Sinora, a dispetto della narrazione occidentale che attribuisce a Pechino la volontà di usare la forza, la dirigenza cinese ha dimostrato di voler difendere la pace, pur scoraggiando le provocazioni come la visita a Taiwan di Nancy Pelosi nell’agosto 2022. Per il momento, non c’è alcuna evidenza che l’esercito popolare stia preparando l’invasione dell’isola. La Cina, in linea con gli auspici di Deng, difende lo status quo, rinviando la soluzione alle future generazioni in attesa che sorgano le condizioni politiche, sui due fronti, per un compromesso accettabile. Un ipotetico conflitto, sul suolo e con il sangue dei taiwanesi, non conviene certo né a Taipei né Pechino, ma di certo converrebbe agli Stati Uniti per bloccare l’ascesa della Cina, il principale rivale strategico. Il solo evento che potrebbe spingere la dirigenza cinese a valutare un eventuale intervento è costituito dalla dichiarazione d’indipendenza da parte di Taipei. Non si capirebbe tuttavia per quale ragione Taiwan dovrebbe decidere di incamminarsi su un sentiero foriero di drammi e devastazioni, quando indipendente di fatto lo è già.

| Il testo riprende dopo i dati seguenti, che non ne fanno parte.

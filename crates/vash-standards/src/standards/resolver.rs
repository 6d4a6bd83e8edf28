use std::collections::BTreeMap;

use super::authority::AuthorityDefinition;
use super::domain::{Location, TierId, ZipCode};
use super::error::StandardsError;

/// Maps a ZIP code or town name to the authority's tier.
///
/// ZIP-shaped input is only looked up among ZIP keys and everything else among
/// town keys, so a town that happens to share a ZIP's spelling cannot shadow it.
pub fn resolve_tier(
    authority: &AuthorityDefinition,
    location: &str,
) -> Result<TierId, StandardsError> {
    resolve_location(authority, &Location::parse(location))
}

pub fn resolve_location(
    authority: &AuthorityDefinition,
    location: &Location,
) -> Result<TierId, StandardsError> {
    let tier = match location {
        Location::Zip(zip) => authority.table.tier_for_zip(zip),
        Location::Town(town) => authority.table.town(town).map(|entry| &entry.tier),
    };

    tier.cloned().ok_or_else(|| unknown_location(authority, location))
}

/// ZIP codes covered by a location: a ZIP expands to itself, a town to its ZIP list.
pub fn expand_location(
    authority: &AuthorityDefinition,
    location: &str,
) -> Result<Vec<ZipCode>, StandardsError> {
    let location = Location::parse(location);
    match &location {
        Location::Zip(zip) if authority.table.tier_for_zip(zip).is_some() => {
            Ok(vec![zip.clone()])
        }
        Location::Town(town) => authority
            .table
            .town(town)
            .map(|entry| entry.zip_codes.clone())
            .ok_or_else(|| unknown_location(authority, &location)),
        Location::Zip(_) => Err(unknown_location(authority, &location)),
    }
}

/// Town display names served by the authority, alphabetically.
pub fn towns(authority: &AuthorityDefinition) -> Vec<&str> {
    authority
        .table
        .towns()
        .into_iter()
        .map(|entry| entry.name.as_str())
        .collect()
}

fn unknown_location(authority: &AuthorityDefinition, location: &Location) -> StandardsError {
    StandardsError::UnknownLocation {
        authority: authority.abbreviation.clone(),
        location: location.as_str().to_string(),
    }
}

/// Per-location outcomes of a batch resolution. One bad location never hides
/// the others.
#[derive(Debug, Clone, Default, PartialEq, Eq)]
pub struct TierResolutions {
    entries: BTreeMap<Location, Result<TierId, StandardsError>>,
}

impl TierResolutions {
    pub fn resolve_all<I, S>(authority: &AuthorityDefinition, locations: I) -> Self
    where
        I: IntoIterator<Item = S>,
        S: AsRef<str>,
    {
        let mut resolutions = Self::default();
        for raw in locations {
            resolutions.resolve(authority, raw.as_ref());
        }
        resolutions
    }

    /// Resolves and records `raw` unless it was already seen.
    pub fn resolve(
        &mut self,
        authority: &AuthorityDefinition,
        raw: &str,
    ) -> &Result<TierId, StandardsError> {
        let location = Location::parse(raw);
        self.entries
            .entry(location)
            .or_insert_with_key(|location| resolve_location(authority, location))
    }

    pub fn get(&self, raw: &str) -> Option<&Result<TierId, StandardsError>> {
        self.entries.get(&Location::parse(raw))
    }

    pub fn resolved(&self) -> impl Iterator<Item = (&Location, &TierId)> {
        self.entries
            .iter()
            .filter_map(|(location, outcome)| outcome.as_ref().ok().map(|tier| (location, tier)))
    }

    pub fn unresolved(&self) -> impl Iterator<Item = (&Location, &StandardsError)> {
        self.entries
            .iter()
            .filter_map(|(location, outcome)| outcome.as_ref().err().map(|err| (location, err)))
    }

    pub fn len(&self) -> usize {
        self.entries.len()
    }

    pub fn is_empty(&self) -> bool {
        self.entries.is_empty()
    }
}
use crate::cli::ServeArgs;
use crate::infra::{load_registry, AppState};
use crate::routes::with_service_routes;
use axum::Extension;
use axum_prometheus::PrometheusMetricLayer;
use std::sync::atomic::Ordering;
use std::sync::Arc;
use tracing::info;
use vash_standards::config::AppConfig;
use vash_standards::error::AppError;
use vash_standards::telemetry;

pub(crate) async fn run(mut args: ServeArgs) -> Result<(), AppError> {
    let mut config = AppConfig::load()?;

    if let Some(host) = args.host.take() {
        config.server.host = host;
    }
    if let Some(port) = args.port.take() {
        config.server.port = port;
    }

    telemetry::init(&config.telemetry)?;

    let (prometheus_layer, prometheus_handle) = PrometheusMetricLayer::pair();
    let readiness_flag = Arc::new(std::sync::atomic::AtomicBool::new(false));
    let app_state = AppState {
        readiness: readiness_flag.clone(),
        metrics: Arc::new(prometheus_handle),
    };

    let registry = Arc::new(load_registry(&config)?);
    let authorities = registry.len();

    let app = with_service_routes(registry)
        .layer(Extension(app_state))
        .layer(prometheus_layer);

    let addr = config.server.socket_addr()?;
    let listener = tokio::net::TcpListener::bind(addr).await?;
    readiness_flag.store(true, Ordering::Release);

    info!(?config.environment, %addr, authorities, "payment standards service ready");

    axum::serve(listener, app).await?;
    Ok(())
}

Su un altro fronte, Xi Jinping ha affermato che la Cina investirà maggiori risorse nella creazione di un potenziale militare di livello mondiale, in particolare nella marina, poiché il pericolo principale proviene dal mare, cioè dagli Stati Uniti, la più grande talassocrazia della storia, un pericolo accresciuto ora con la creazione dell’Aukus (Australia, Regno Unito, Usa) e l’estensione di una Nato divenuta globale, con lo scopo di contenere e se possibile destrutturare la Repubblica Popolare.

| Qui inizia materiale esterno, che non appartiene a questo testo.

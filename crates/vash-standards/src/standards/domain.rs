use std::collections::BTreeSet;
use std::fmt;

use serde::{Deserialize, Serialize};

/// Number of bedrooms in a unit or voucher. Zero is a studio.
#[derive(Debug, Clone, Copy, PartialEq, Eq, PartialOrd, Ord, Hash, Serialize, Deserialize)]
#[serde(transparent)]
pub struct BedroomSize(u8);

impl BedroomSize {
    pub const STUDIO: BedroomSize = BedroomSize(0);

    pub const fn new(bedrooms: u8) -> Self {
        Self(bedrooms)
    }

    pub const fn count(self) -> u8 {
        self.0
    }

    pub(crate) const fn index(self) -> usize {
        self.0 as usize
    }

    pub fn label(self) -> String {
        match self.0 {
            0 => "Studio".to_string(),
            n => format!("{n} Bedroom"),
        }
    }
}

impl fmt::Display for BedroomSize {
    fn fmt(&self, f: &mut fmt::Formatter<'_>) -> fmt::Result {
        match self.0 {
            0 => f.write_str("studio"),
            n => write!(f, "{n}BR"),
        }
    }
}

/// Five-digit ZIP code, always zero-padded.
#[derive(Debug, Clone, PartialEq, Eq, PartialOrd, Ord, Hash, Serialize, Deserialize)]
#[serde(transparent)]
pub struct ZipCode(String);

impl ZipCode {
    /// Accepts 1-5 digits (left-padded) or ZIP+4 (`60601-1234`).
    pub fn parse(raw: &str) -> Option<Self> {
        let trimmed = raw.trim();
        let digits = match trimmed.split_once('-') {
            Some((zip, plus_four))
                if zip.len() == 5
                    && plus_four.len() == 4
                    && plus_four.bytes().all(|b| b.is_ascii_digit()) =>
            {
                zip
            }
            Some(_) => return None,
            None => trimmed,
        };

        if digits.is_empty() || digits.len() > 5 || !digits.bytes().all(|b| b.is_ascii_digit()) {
            return None;
        }

        Some(Self(format!("{digits:0>5}")))
    }

    pub fn as_str(&self) -> &str {
        &self.0
    }
}

impl fmt::Display for ZipCode {
    fn fmt(&self, f: &mut fmt::Formatter<'_>) -> fmt::Result {
        f.write_str(&self.0)
    }
}

/// Payment standard tier (HACC calls these "ranges").
#[derive(Debug, Clone, PartialEq, Eq, PartialOrd, Ord, Hash, Serialize, Deserialize)]
#[serde(transparent)]
pub struct TierId(String);

impl TierId {
    pub fn new(value: impl Into<String>) -> Self {
        Self(value.into())
    }

    pub fn as_str(&self) -> &str {
        &self.0
    }
}

impl fmt::Display for TierId {
    fn fmt(&self, f: &mut fmt::Formatter<'_>) -> fmt::Result {
        f.write_str(&self.0)
    }
}

/// A caseworker- or listing-supplied location after normalization.
#[derive(Debug, Clone, PartialEq, Eq, PartialOrd, Ord, Hash)]
pub enum Location {
    Zip(ZipCode),
    Town(String),
}

impl Location {
    /// ZIP-shaped input becomes [`Location::Zip`]; anything else is a town name,
    /// uppercased with internal whitespace collapsed.
    pub fn parse(raw: &str) -> Self {
        match ZipCode::parse(raw) {
            Some(zip) => Self::Zip(zip),
            None => Self::Town(normalize_town(raw)),
        }
    }

    pub fn as_str(&self) -> &str {
        match self {
            Self::Zip(zip) => zip.as_str(),
            Self::Town(town) => town,
        }
    }
}

impl fmt::Display for Location {
    fn fmt(&self, f: &mut fmt::Formatter<'_>) -> fmt::Result {
        f.write_str(self.as_str())
    }
}

pub(crate) fn normalize_town(value: &str) -> String {
    let cleaned = value.replace(['\u{feff}', '\u{200b}'], "");
    let collapsed = cleaned.split_whitespace().collect::<Vec<_>>().join(" ");
    collapsed.to_uppercase()
}

/// Caseworker input describing a voucher search.
#[derive(Debug, Clone, PartialEq, Eq, Serialize, Deserialize)]
pub struct VoucherContext {
    pub voucher_bedrooms: BedroomSize,
    pub search_bedrooms: BTreeSet<BedroomSize>,
    pub locations: Vec<String>,
}

impl VoucherContext {
    pub fn new(
        voucher_bedrooms: BedroomSize,
        search_bedrooms: impl IntoIterator<Item = BedroomSize>,
        locations: impl IntoIterator<Item = impl Into<String>>,
    ) -> Self {
        Self {
            voucher_bedrooms,
            search_bedrooms: search_bedrooms.into_iter().collect(),
            locations: locations.into_iter().map(Into::into).collect(),
        }
    }

    /// Rejects requests that cannot produce a meaningful search.
    pub fn validate(&self) -> Result<(), super::StandardsError> {
        if self.search_bedrooms.is_empty() {
            return Err(super::StandardsError::InvalidRequest(
                "select at least one unit size to search".to_string(),
            ));
        }
        if self.locations.iter().all(|location| location.trim().is_empty()) {
            return Err(super::StandardsError::InvalidRequest(
                "select at least one town or ZIP code".to_string(),
            ));
        }
        Ok(())
    }
}

/// Listing as returned by the external listings source. Read-only to the engine.
#[derive(Debug, Clone, PartialEq, Eq, Serialize, Deserialize)]
pub struct Listing {
    #[serde(default, skip_serializing_if = "Option::is_none")]
    pub listing_id: Option<String>,
    #[serde(default, skip_serializing_if = "Option::is_none")]
    pub address: Option<String>,
    pub location: String,
    /// Advertised monthly rent in whole dollars.
    pub rent: u32,
    #[serde(default)]
    pub bedrooms: Option<BedroomSize>,
    #[serde(default, skip_serializing_if = "Option::is_none")]
    pub square_footage: Option<u32>,
    #[serde(default, skip_serializing_if = "Option::is_none")]
    pub property_type: Option<String>,
}

impl Listing {
    pub fn new(location: impl Into<String>, rent: u32, bedrooms: Option<BedroomSize>) -> Self {
        Self {
            listing_id: None,
            address: None,
            location: location.into(),
            rent,
            bedrooms,
            square_footage: None,
            property_type: None,
        }
    }
}

/// Comparison record for one processed listing.
#[derive(Debug, Clone, PartialEq, Eq, Serialize, Deserialize)]
pub struct QualificationResult {
    pub listing_index: usize,
    #[serde(skip_serializing_if = "Option::is_none")]
    pub listing_id: Option<String>,
    #[serde(skip_serializing_if = "Option::is_none")]
    pub address: Option<String>,
    pub location: String,
    pub tier: TierId,
    pub unit_bedrooms: BedroomSize,
    pub effective_bedrooms: BedroomSize,
    pub effective_standard: u32,
    pub rent: u32,
    pub qualifies: bool,
    /// `effective_standard - rent`; negative when the rent is over the standard.
    pub margin: i64,
}

/// Why a listing or location was left out of the results.
#[derive(Debug, Clone, Copy, PartialEq, Eq, Hash, Serialize, Deserialize)]
#[serde(rename_all = "snake_case")]
pub enum SkipReason {
    UnknownLocation,
    IndeterminateBedroomSize,
    OutsideSearchedSizes,
    MalformedListing,
}

impl SkipReason {
    pub const fn label(self) -> &'static str {
        match self {
            SkipReason::UnknownLocation => "location has no payment standard tier",
            SkipReason::IndeterminateBedroomSize => "bedroom count not listed",
            SkipReason::OutsideSearchedSizes => "unit size not in searched sizes",
            SkipReason::MalformedListing => "listing record is incomplete",
        }
    }
}

#[derive(Debug, Clone, PartialEq, Eq, Serialize, Deserialize)]
pub struct Diagnostic {
    #[serde(skip_serializing_if = "Option::is_none")]
    pub listing_index: Option<usize>,
    #[serde(skip_serializing_if = "Option::is_none")]
    pub listing_id: Option<String>,
    pub location: String,
    pub reason: SkipReason,
    pub detail: String,
}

Quanto all’economia non sono alle viste significativi cambiamenti. È stata semmai confermata l’attenzione a una presenza estesa e competente dello stato, ciò che inquieta ancor più il capitalismo corporativo occidentale, che non ha mai abbandonato l’obiettivo di mettere le mani sul paese attraverso il globalismo finanziario. Il mercato manterrà, dunque, un ruolo importante, ma ben monitorato dallo stato, che rimane cruciale nelle scelte strategiche, nei settori fondamentali e nelle grandi aziende, private o pubbliche che siano.

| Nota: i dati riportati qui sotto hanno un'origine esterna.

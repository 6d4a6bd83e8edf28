mod common;
mod qualifier;
mod registry;
mod resolver;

La strategia cinese non mira al decoupling, che costituisce semmai una velleitaria tentazione dell’Occidente. La tecnologia resta fondamentale per tutti. Anche su questo fronte, gli Stati Uniti restano parossisticamente concentrati a contenere l’ascesa cinese, invece di lavorare alla costruzione di un mondo unito, prospero e pacifico. Il decoupling è del resto un’arma spuntata, poiché la presenza della Cina nel mondo è oggi imprescindibile. Un ultimo aspetto poco meditato riguarda un Occidente ormai non più indispensabile sulla scena internazionale. I Brics, la Sco, la Rcep, l’Unione economica asiatica e via dicendo sono ormai aggregazioni alternative all’Occidente e cruciali sulla scena mondiale, e la Cina è al centro di questa scena. Il Pil aggregato dei paesi emergenti ha già superato quello del G7 in termini di PPP (Purchasing Power Parity - Parità di Potere d’Acquisto) – 44.558 miliardi di dollari contro 52.151 miliardi (dati Banca mondiale al 31 dicembre 2021). Nei prossimi decenni il Resto del Mondo sarà l’asse portante di un pianeta finalmente davvero multipolare.

7 dicembre 2022


 *Alberto Bradanini è un ex-diplomatico. Tra i diversi numerosi incarichi ricoperti, è stato Console Generale a Hong Kong (1996-98), Ambasciatore a Pechino (2013-2015) e a Teheran (2008-2012). 

È attualmente Presidente del Centro Studi sulla Cina Contemporanea. È autore di saggi e libri, tra cui “Oltre la Grande Muraglia” Ed. Bocconi 2018; “Cina, lo sguardo di Nenni e le sfide di oggi”, Ed. Anteo 2012 

e “Cina, l’irresistibile ascesa”, Teti Editore, febbraio 2022.